GREENHOUSE EFFECT | GREENHOUSE GASES AND AEROSOLS | TRENDS IN EMISSIONS


Greenhouse Effect

  • The earth's climate is driven by a continuous flow of energy from the sun. About 30% is immediately scattered back into space, but most of the 70% which is absorbed passes down through the atmosphere to warm the earth's surface.
  • The earth must send this energy back out into space in the form of infrared radiation to maintain a temperature balance. Being much cooler than the sun, the earth does not emit energy as visible light. Instead, it emits infrared, or thermal radiation.
  • Greenhouse gases in the atmosphere block some of the infrared radiation from escaping directly from the surface to space. Infrared radiation cannot pass straight through the air like visible light. Instead, most departing energy is carried away from the surface by air currents and clouds, eventually escaping to space from altitudes above the thickest layers of the greenhouse gas blanket.
  • The main greenhouse gases are water vapour, carbon dioxide, ozone, methane, nitrous oxide, and the chlorofluorocarbons (CFCs). Apart from CFCs all of these gases occur naturally. Together, they make up less than 1% of the atmosphere. This is enough to produce a natural greenhouse effect that keeps the planet some 30oC warmer than it would otherwise be - essential for life as we know it.
  • Levels of all key greenhouse gases are rising as a result of human activity. Emissions of carbon dioxide (mainly from burning coal, oil, and natural gas), methane and nitrous oxide (due to agriculture and changes in land use), ozone (generated by the fumes in automobile exhausts) and CFCs (manufactured by industry) are changing how the atmosphere absorbs energy. Water vapour levels are also rising because of a positive feedback. This is all happening at an unprecedented speed. The result is known as the enhanced greenhouse effect.
  • The climate system must adjust to rising greenhouse gas levels to keep the global energy budget in balance. In the long term, the earth must get rid of energy at the same rate at which it receives energy from the sun. Since a thicker blanket of greenhouse gases helps to reduce energy loss to space, the climate must change somehow to restore the balance between incoming and outgoing energy.
  • This adjustment will include a global warming on average of the earth's surface and lower atmosphere. But this is only part of the story. Warming up is the simplest way for the climate to get rid of the extra energy. But even a small rise in temperature will be accompanied by many other changes: in cloud cover and wind patterns, for example. Some of these changes may act to enhance the warming (positive feedbacks), others to counteract it (negative feedbacks).
  • Meanwhile, industrially-generated sulphate aerosols can have a local cooling effect. Sulphur emissions from coal­ and oil­fired power stations produce clouds of microscopic particles that reflect sunlight back out into space. This partly compensates for greenhouse warming in some regions. These sulphate aerosols, however, remain in the atmosphere for a relatively short time compared to the long-lived greenhouse gases. They also cause problems, such as acid rain. This means we should not rely on sulphate aerosols to keep the climate cool indefinitely.

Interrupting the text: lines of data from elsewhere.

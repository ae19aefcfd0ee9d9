//! Report data model and JSON emission.
//!
//! The report is the aggregate root of a run: headline totals plus the five
//! derived lists, created once, immutable after construction, and serialized
//! as a single camelCase JSON document.

use serde::Serialize;
use std::io::Write;

/// Full analysis result for one capture.
///
/// `leak_count`/`leak_size` sum only the emitted leak entries, so both are at
/// most the global totals taken over the full accounting map.
#[derive(Debug, Clone, PartialEq, Serialize)]
#[serde(rename_all = "camelCase")]
pub struct Report {
    pub session_name: String,
    pub total_snapshots: usize,
    pub total_allocations: i64,
    pub total_size: u64,
    pub leak_count: i64,
    pub leak_size: u64,
    /// Sampled leak bytes over total tracked bytes, as a percentage.
    /// Unclamped; zero when nothing is tracked.
    pub memory_fragmentation: f64,
    pub call_trees: Vec<CallTreeNode>,
    pub functions: Vec<FunctionEntry>,
    pub leaks: Vec<LeakEntry>,
    pub page_views: Vec<PageViewEntry>,
    pub types: Vec<TypeEntry>,
}

impl Report {
    /// Serialize as pretty-printed JSON with a trailing newline.
    pub fn write_json<W: Write>(&self, mut writer: W) -> std::io::Result<()> {
        serde_json::to_writer_pretty(&mut writer, self).map_err(std::io::Error::from)?;
        writeln!(writer)
    }
}

/// One node of a top-allocator call tree. The accounting model does not
/// distinguish self from inclusive cost, so the three sizes coincide on
/// every root.
#[derive(Debug, Clone, PartialEq, Serialize)]
#[serde(rename_all = "camelCase")]
pub struct CallTreeNode {
    pub function_name: String,
    pub file_name: String,
    pub line_number: u32,
    pub allocation_count: i64,
    pub total_size: u64,
    pub self_size: u64,
    pub inclusive_size: u64,
    pub children: Vec<CallTreeNode>,
}

/// Per-function summary line. `min_size` and `max_size` equal
/// `average_size`: the capture carries no per-allocation distribution.
#[derive(Debug, Clone, PartialEq, Serialize)]
#[serde(rename_all = "camelCase")]
pub struct FunctionEntry {
    pub function_name: String,
    pub file_name: String,
    pub line_number: u32,
    pub allocation_count: i64,
    pub total_size: u64,
    pub average_size: u64,
    pub min_size: u64,
    pub max_size: u64,
    pub percentage: f64,
}

/// A leak candidate: one of the highest-count callstacks, scored for
/// display.
#[derive(Debug, Clone, PartialEq, Serialize)]
#[serde(rename_all = "camelCase")]
pub struct LeakEntry {
    pub function_name: String,
    pub file_name: String,
    pub line_number: u32,
    pub leak_size: u64,
    pub leak_count: i64,
    pub leak_score: f64,
    /// Addresses in stored (innermost-first) order, joined by `" <- "`.
    pub call_stack: String,
    pub is_suspect: bool,
}

/// One of the most-used pages, with the function owning its first sampled
/// allocation.
#[derive(Debug, Clone, PartialEq, Serialize)]
#[serde(rename_all = "camelCase")]
pub struct PageViewEntry {
    pub address: String,
    pub state: String,
    #[serde(rename = "type")]
    pub kind: String,
    pub protection: String,
    pub stack_id: u64,
    pub usage: u64,
    pub allocation_count: i64,
    pub total_size: u64,
    pub function_name: String,
    pub call_stack: String,
}

/// Per-type summary line, grouped by the coarse type-name heuristic.
#[derive(Debug, Clone, PartialEq, Serialize)]
#[serde(rename_all = "camelCase")]
pub struct TypeEntry {
    pub type_name: String,
    pub allocation_count: i64,
    pub total_size: u64,
    pub average_size: u64,
    pub min_size: u64,
    pub max_size: u64,
    pub percentage: f64,
    pub most_common_function: String,
    pub most_common_file: String,
    pub most_common_line: u32,
}

/// Human-readable byte count with one decimal place.
pub fn format_bytes(bytes: u64) -> String {
    const UNITS: [&str; 5] = ["B", "KB", "MB", "GB", "TB"];

    let mut value = bytes as f64;
    let mut unit = 0;
    while value >= 1024.0 && unit < UNITS.len() - 1 {
        value /= 1024.0;
        unit += 1;
    }

    format!("{:.1} {}", value, UNITS[unit])
}
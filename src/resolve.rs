//! Lazy, memoized callstack resolution.

use crate::capture::{Callstack, CaptureSession};
use std::collections::HashMap;

/// Cache of callstack id -> resolved stack.
///
/// Resolution is insert-if-absent: the first `resolve` for an id queries the
/// session, every later one returns the cached value. A failed resolution is
/// logged once, remembered as a miss, and never retried.
#[derive(Debug, Default)]
pub struct CallstackResolver {
    cache: HashMap<u64, Option<Callstack>>,
}

impl CallstackResolver {
    pub fn new() -> Self {
        Self::default()
    }

    /// Resolve an id, querying the session at most once per id.
    pub fn resolve<S: CaptureSession>(&mut self, session: &S, id: u64) -> Option<&Callstack> {
        self.cache
            .entry(id)
            .or_insert_with(|| match session.callstack(id) {
                Ok(stack) => Some(stack),
                Err(e) => {
                    eprintln!("warning: failed to resolve callstack {}: {}", id, e);
                    None
                }
            })
            .as_ref()
    }

    /// Cached-only lookup; never queries the session.
    pub fn get(&self, id: u64) -> Option<&Callstack> {
        self.cache.get(&id).and_then(|cached| cached.as_ref())
    }
}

Greenhouse Gases and Aerosols

  • Greenhouse gases (GHGs) control energy flows in the atmosphere by absorbing infra­red radiation. Their levels are determined by a balance between sources and sinks. Sources are processes that generate greenhouse gases; sinks are processes that destroy or remove them. Humans affect greenhouse gas levels by introducing new sources or by interfering with natural sinks.
  • The largest contributor to the natural greenhouse effect is water vapour. Its presence in the atmosphere is only marginally affected by human activity. Nevertheless, water vapour matters for climate change because of an important positive feedback. Warmer air can hold more moisture, and models predict that a small global warming would lead to a rise in global water vapour levels, further adding to the enhanced greenhouse effect. On the other hand, it is possible that some regions may become drier. Because modelling climate processes involving clouds and rainfall is particularly difficult, the exact size of this crucial feedback has some uncertainty.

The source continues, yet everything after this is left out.